◆ ACTIVITY:
In the listing below, every line with the word "failed" needs to be copied.

*** TASK INPUTS Section Begins ***

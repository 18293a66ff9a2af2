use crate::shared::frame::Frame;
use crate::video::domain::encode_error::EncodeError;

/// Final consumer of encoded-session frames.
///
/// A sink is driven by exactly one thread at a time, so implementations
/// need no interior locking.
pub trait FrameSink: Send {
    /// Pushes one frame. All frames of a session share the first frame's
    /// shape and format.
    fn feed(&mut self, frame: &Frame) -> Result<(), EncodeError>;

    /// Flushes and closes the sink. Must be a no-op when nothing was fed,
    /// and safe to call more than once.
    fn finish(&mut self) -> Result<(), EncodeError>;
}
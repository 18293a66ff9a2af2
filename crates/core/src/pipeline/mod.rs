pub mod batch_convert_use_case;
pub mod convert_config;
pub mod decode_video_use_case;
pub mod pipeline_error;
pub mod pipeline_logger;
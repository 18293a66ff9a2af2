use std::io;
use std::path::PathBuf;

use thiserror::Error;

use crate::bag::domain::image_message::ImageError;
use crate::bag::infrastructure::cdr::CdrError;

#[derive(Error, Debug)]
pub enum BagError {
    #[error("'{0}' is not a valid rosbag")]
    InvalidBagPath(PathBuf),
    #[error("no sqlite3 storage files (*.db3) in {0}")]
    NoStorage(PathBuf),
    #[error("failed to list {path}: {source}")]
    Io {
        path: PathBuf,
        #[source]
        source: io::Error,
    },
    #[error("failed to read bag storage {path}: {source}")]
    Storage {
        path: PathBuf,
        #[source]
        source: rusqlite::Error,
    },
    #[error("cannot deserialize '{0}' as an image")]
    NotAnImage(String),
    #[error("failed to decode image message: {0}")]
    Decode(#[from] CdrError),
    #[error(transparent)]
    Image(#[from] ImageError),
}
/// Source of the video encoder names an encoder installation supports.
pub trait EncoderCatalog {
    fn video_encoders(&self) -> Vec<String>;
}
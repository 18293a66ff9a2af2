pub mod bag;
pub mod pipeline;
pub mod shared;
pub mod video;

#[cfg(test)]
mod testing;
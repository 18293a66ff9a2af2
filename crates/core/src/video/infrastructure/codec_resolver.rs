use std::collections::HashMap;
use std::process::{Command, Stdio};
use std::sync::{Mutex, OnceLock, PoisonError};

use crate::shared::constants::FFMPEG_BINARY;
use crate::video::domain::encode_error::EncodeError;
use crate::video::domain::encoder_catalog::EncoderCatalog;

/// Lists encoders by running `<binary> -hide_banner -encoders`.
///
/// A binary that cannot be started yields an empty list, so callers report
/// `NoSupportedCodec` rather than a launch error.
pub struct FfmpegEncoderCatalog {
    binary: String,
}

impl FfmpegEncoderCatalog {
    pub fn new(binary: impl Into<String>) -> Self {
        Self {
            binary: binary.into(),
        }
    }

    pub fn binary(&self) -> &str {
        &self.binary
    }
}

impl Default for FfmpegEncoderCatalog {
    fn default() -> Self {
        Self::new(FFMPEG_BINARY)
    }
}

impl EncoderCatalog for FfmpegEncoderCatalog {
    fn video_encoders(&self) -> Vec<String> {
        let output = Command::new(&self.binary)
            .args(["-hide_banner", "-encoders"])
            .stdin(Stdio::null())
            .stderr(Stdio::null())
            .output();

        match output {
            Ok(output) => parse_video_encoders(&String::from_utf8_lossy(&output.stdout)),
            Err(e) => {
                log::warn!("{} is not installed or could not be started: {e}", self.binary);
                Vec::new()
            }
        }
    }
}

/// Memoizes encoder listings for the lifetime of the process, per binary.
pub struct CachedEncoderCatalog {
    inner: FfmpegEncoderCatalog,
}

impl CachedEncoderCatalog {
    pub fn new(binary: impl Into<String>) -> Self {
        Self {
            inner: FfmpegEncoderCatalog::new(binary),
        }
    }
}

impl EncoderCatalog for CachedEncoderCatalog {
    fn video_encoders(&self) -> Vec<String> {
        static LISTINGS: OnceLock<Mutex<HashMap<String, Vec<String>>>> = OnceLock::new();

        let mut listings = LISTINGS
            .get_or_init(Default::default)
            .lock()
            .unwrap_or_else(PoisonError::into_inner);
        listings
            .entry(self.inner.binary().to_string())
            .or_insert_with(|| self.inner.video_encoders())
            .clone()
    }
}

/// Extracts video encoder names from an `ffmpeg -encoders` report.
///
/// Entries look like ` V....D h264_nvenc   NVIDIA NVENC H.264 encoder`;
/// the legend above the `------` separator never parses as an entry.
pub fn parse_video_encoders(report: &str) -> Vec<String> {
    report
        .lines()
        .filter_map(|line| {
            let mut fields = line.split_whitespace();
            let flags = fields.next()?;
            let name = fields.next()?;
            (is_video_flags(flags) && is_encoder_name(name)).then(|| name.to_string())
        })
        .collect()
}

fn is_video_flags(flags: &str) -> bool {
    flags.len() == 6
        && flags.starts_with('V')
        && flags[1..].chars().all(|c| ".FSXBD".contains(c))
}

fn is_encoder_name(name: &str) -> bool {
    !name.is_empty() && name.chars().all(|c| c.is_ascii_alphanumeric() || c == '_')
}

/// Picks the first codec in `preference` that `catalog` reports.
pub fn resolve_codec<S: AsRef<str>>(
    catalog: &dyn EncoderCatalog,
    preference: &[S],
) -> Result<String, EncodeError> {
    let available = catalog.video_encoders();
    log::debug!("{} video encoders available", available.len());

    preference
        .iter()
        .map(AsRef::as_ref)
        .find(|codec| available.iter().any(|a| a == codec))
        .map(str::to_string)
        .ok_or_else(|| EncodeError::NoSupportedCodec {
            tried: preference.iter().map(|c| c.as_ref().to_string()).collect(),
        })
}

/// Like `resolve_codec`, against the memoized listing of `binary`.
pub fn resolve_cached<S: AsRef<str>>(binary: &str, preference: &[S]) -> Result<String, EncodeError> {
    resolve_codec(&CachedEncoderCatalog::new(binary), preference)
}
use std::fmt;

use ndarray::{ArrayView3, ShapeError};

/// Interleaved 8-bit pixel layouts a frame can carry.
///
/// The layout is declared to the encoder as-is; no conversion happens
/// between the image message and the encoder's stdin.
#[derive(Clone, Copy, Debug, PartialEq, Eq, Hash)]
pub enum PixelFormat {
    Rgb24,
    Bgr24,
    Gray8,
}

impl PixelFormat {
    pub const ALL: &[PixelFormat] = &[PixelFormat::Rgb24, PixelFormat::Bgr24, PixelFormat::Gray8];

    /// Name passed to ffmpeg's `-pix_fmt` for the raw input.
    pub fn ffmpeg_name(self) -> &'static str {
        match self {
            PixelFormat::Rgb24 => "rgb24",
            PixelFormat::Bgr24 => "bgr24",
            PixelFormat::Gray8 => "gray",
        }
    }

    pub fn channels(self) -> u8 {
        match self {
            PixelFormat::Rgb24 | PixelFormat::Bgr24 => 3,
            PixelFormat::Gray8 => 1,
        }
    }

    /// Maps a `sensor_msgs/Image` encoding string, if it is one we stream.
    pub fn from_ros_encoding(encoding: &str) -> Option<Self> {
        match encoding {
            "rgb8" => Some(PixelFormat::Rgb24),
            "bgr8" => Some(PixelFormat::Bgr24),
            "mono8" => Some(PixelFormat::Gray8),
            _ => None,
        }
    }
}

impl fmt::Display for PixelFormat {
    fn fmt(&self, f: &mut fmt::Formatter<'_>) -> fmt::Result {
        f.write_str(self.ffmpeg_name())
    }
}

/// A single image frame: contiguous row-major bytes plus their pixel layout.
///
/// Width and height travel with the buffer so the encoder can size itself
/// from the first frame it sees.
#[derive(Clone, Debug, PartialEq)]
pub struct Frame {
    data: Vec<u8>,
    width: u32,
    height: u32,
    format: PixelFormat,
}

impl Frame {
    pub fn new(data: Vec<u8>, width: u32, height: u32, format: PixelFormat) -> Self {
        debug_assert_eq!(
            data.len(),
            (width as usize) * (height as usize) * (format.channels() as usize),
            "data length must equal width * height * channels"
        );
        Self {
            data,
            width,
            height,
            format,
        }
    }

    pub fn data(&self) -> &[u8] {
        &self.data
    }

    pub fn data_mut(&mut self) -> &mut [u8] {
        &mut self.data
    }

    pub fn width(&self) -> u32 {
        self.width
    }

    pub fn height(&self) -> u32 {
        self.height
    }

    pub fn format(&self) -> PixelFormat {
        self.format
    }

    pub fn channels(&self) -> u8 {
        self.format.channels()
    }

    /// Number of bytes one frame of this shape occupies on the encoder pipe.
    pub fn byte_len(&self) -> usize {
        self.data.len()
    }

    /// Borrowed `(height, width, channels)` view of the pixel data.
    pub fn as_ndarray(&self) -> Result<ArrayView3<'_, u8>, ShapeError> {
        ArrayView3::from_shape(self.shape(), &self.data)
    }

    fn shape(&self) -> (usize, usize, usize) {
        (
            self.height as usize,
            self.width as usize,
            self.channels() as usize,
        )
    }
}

*** TASK INPUTS Section Ends ***
*** TASK INPUTS Section Begins ***

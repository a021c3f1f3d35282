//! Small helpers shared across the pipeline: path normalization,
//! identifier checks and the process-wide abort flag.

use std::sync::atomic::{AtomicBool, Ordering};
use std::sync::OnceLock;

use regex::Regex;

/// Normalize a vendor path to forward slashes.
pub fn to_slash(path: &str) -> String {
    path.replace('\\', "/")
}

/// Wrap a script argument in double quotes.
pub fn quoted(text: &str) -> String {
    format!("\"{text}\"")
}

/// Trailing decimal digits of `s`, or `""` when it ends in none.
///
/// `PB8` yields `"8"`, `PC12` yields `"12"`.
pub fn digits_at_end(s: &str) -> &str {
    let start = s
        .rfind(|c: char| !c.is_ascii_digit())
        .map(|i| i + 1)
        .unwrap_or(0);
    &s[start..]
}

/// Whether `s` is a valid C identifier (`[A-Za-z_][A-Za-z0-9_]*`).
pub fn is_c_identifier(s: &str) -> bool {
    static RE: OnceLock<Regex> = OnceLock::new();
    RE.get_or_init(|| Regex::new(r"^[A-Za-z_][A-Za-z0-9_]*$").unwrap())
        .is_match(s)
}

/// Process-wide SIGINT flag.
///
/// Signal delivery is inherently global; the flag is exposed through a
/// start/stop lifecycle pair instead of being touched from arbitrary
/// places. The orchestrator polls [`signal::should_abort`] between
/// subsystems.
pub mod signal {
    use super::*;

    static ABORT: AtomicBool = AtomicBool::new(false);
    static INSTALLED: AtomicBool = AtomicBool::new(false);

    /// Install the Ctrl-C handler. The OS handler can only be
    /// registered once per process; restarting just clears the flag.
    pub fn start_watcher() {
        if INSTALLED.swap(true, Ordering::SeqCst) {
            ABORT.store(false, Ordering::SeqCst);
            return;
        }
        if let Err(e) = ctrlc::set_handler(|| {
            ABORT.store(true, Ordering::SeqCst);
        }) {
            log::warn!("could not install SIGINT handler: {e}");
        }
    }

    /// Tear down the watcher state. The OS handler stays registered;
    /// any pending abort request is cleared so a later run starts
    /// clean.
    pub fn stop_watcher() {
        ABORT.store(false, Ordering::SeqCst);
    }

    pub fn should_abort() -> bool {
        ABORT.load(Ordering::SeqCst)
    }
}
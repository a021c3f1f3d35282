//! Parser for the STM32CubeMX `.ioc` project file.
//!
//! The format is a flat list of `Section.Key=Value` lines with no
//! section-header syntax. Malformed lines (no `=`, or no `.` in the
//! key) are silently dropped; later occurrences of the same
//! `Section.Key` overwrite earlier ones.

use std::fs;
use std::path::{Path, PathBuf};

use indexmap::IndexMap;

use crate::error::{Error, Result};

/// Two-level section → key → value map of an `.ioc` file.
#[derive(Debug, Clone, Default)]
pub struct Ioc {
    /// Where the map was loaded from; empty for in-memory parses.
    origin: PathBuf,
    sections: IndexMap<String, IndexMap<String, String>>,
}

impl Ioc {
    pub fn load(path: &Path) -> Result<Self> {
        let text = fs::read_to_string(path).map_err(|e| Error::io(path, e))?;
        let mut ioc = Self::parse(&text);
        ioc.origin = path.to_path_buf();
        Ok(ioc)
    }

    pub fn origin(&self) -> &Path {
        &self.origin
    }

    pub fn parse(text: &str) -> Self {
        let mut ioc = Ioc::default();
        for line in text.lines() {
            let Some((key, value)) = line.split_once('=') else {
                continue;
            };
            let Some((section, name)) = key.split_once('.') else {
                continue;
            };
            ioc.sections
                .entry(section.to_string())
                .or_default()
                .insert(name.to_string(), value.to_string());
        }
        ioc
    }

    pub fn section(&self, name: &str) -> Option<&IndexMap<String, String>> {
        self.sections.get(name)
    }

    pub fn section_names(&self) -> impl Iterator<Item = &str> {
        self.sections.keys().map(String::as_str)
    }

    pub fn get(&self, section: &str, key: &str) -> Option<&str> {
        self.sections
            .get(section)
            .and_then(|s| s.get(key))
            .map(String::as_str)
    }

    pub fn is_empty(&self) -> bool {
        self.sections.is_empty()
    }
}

*** TASK INPUTS Section Ends ***

◆ EXPECTED OUTPUT:
    #[error("failed to list {path}: {source}")]
    #[error("failed to read bag storage {path}: {source}")]
    #[error("failed to decode image message: {0}")]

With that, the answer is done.